By 1983 it was running at 3.2 percent, down from 13.5 percent in 1981. The Fed was then able to trim short-term interest rates, which stimulates economic growth. In 1987, Alan Greenspan replaced Volcker as Fed chairman, and from 1989 onwards, he steadily reduced rates to fight a mild recession. That was good news for borrowers, and it also boosted bank profits, because when rates are low, banks can borrow money cheaply and lend it out to customers at higher rates, making easy returns. But falling rates made it harder for investment managers to earn decent returns by purchasing relatively risk-free government or corporate bonds. Those pay less when rates fall. Thus, while the absolute level of rate was still relatively high (at least, compared with what it would be a decade later), the direction prompted some bond investors to look for new tactics.

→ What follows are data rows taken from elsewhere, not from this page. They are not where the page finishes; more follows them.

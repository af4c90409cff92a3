// Copyright (C) 2026 Fred Clausen
// Use of this source code is governed by an MIT-style
// license that can be found in the LICENSE file or at
// https://opensource.org/licenses/MIT.

//! Error types for the API layer.

use tender_bid::CoreError;
use tender_bid_domain::DomainError;
use tender_bid_persistence::PersistenceError;
use tracing::error;

/// Identity and permission failures.
#[derive(Debug, Clone, PartialEq, Eq)]
pub enum AuthError {
    /// The caller could not be resolved to an employee.
    AuthenticationFailed {
        /// The reason resolution failed.
        reason: String,
    },
    /// The caller is known but lacks the relationship the action requires.
    Unauthorized {
        /// The action that was attempted.
        action: String,
        /// The relationship required for this action.
        requirement: String,
    },
}

impl std::fmt::Display for AuthError {
    fn fmt(&self, f: &mut std::fmt::Formatter<'_>) -> std::fmt::Result {
        match self {
            Self::AuthenticationFailed { reason } => {
                write!(f, "Authentication failed: {reason}")
            }
            Self::Unauthorized {
                action,
                requirement,
            } => {
                write!(f, "Forbidden: '{action}' requires {requirement}")
            }
        }
    }
}

impl std::error::Error for AuthError {}

/// API-level errors.
///
/// These are distinct from domain/core errors and represent the API contract.
/// Each variant corresponds to one HTTP status class at the server.
#[derive(Debug, Clone, PartialEq, Eq)]
pub enum ApiError {
    /// The caller is unknown or missing.
    AuthenticationFailed {
        /// The reason authentication failed.
        reason: String,
    },
    /// The caller is known but not permitted to act on the resource.
    Unauthorized {
        /// The action that was attempted.
        action: String,
        /// The relationship required for this action.
        requirement: String,
    },
    /// Input validation failed.
    InvalidInput {
        /// The field that failed validation.
        field: String,
        /// A description of the validation failure.
        message: String,
    },
    /// A referenced resource does not exist.
    ResourceNotFound {
        /// The type of resource that was not found.
        resource_type: String,
        /// A description of what was not found.
        message: String,
    },
    /// Store or engine failure not caused by the caller.
    Internal {
        /// A description of the failure.
        message: String,
    },
}

impl std::fmt::Display for ApiError {
    fn fmt(&self, f: &mut std::fmt::Formatter<'_>) -> std::fmt::Result {
        match self {
            Self::AuthenticationFailed { reason } => {
                write!(f, "Authentication failed: {reason}")
            }
            Self::Unauthorized {
                action,
                requirement,
            } => {
                write!(f, "Forbidden: '{action}' requires {requirement}")
            }
            Self::InvalidInput { field, message } => {
                write!(f, "Invalid input for field '{field}': {message}")
            }
            Self::ResourceNotFound {
                resource_type,
                message,
            } => {
                write!(f, "{resource_type} not found: {message}")
            }
            Self::Internal { message } => write!(f, "Internal error: {message}"),
        }
    }
}

impl std::error::Error for ApiError {}

impl From<AuthError> for ApiError {
    fn from(err: AuthError) -> Self {
        match err {
            AuthError::AuthenticationFailed { reason } => Self::AuthenticationFailed { reason },
            AuthError::Unauthorized {
                action,
                requirement,
            } => Self::Unauthorized {
                action,
                requirement,
            },
        }
    }
}

/// Translates a domain error into an API error.
///
/// Every domain error is a rejected input; the field name is the camelCase
/// key the caller sent.
#[must_use]
pub fn translate_domain_error(err: DomainError) -> ApiError {
    let field: &str = match &err {
        DomainError::InvalidTenderStatus(_) | DomainError::InvalidBidStatus(_) => "status",
        DomainError::InvalidDecision(_) => "decision",
        DomainError::InvalidAuthorType(_) => "authorType",
        DomainError::InvalidOrganizationType(_) => "organizationType",
        DomainError::InvalidName(_) => "name",
        DomainError::InvalidDescription(_) => "description",
        DomainError::InvalidServiceType(_) => "serviceType",
        DomainError::InvalidIdentifier { field } => *field,
        DomainError::NoFieldsToUpdate => "body",
        DomainError::InvalidVersion(_) => "version",
    };

    ApiError::InvalidInput {
        field: field.to_string(),
        message: err.to_string(),
    }
}

/// Translates a core error into an API error.
#[must_use]
pub fn translate_core_error(err: CoreError) -> ApiError {
    match err {
        CoreError::DomainViolation(domain_err) => translate_domain_error(domain_err),
        CoreError::SnapshotMismatch { .. } => ApiError::ResourceNotFound {
            resource_type: String::from("TenderVersion"),
            message: err.to_string(),
        },
        CoreError::VersionOverflow(_) | CoreError::Internal(_) => ApiError::Internal {
            message: err.to_string(),
        },
    }
}

/// Translates a store failure into an internal API error.
///
/// The failure is logged here; callers only see that the store failed.
#[must_use]
pub fn translate_persistence_error(err: PersistenceError) -> ApiError {
    error!(error = %err, "Store operation failed");
    ApiError::Internal {
        message: format!("Store operation failed: {err}"),
    }
}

  Merrill Lynch, Bankers Trust, Salomon Brothers, and J.P. Morgan itself suggested to their clients that they could use derivatives to boost their returns, and the banks invented a new wave of products to provide that service, with obscure names like “LIBOR squared,” “time trade,” and “inverse floaters.” Some federal agencies, such as Sallie Mae, the student loan provider, also began offering investment products that included derivatives. Most of these products produced high returns by employing two key features. They involved bets on the level to which interest rates would fall in the future, and with rates falling so dependably on Alan Greenspan’s watch, those bets produced easy money with what seemed like very little risk. Most of these deals also involved a concept that is central to the financial world, known as “leverage.” This essentially refers to the process of using investment techniques to dramatically magnify the force or direction of a market trend (just as a lever will increase the force of a machine). In practical terms, the word can be used in at least two ways in relation to derivatives. Sometimes investors employ large quantities of debt to increase their investment bets. For that reason, borrowing itself has often come to be called “leverage” in recent years. However, the economic structure of derivatives deals can also sometimes leave investors very sensitive to price swings, even without using large quantities of debt. Confusingly, that second pattern is also referred to as “leverage.” In practice, though, these two different types of leverage tend to be intermingled. And the most important issue is that both types of leverage expose investors to more risk. If the bet goes right, the returns are huge; if it goes wrong, though, the losses are big, too. Using leverage in the derivatives world is thus the financial equivalent of a property developer who buys ten houses instead of five: owning more properties will leave that developer more exposed to losses and to gains if house prices rise or fall, particularly if the properties are financed with debt.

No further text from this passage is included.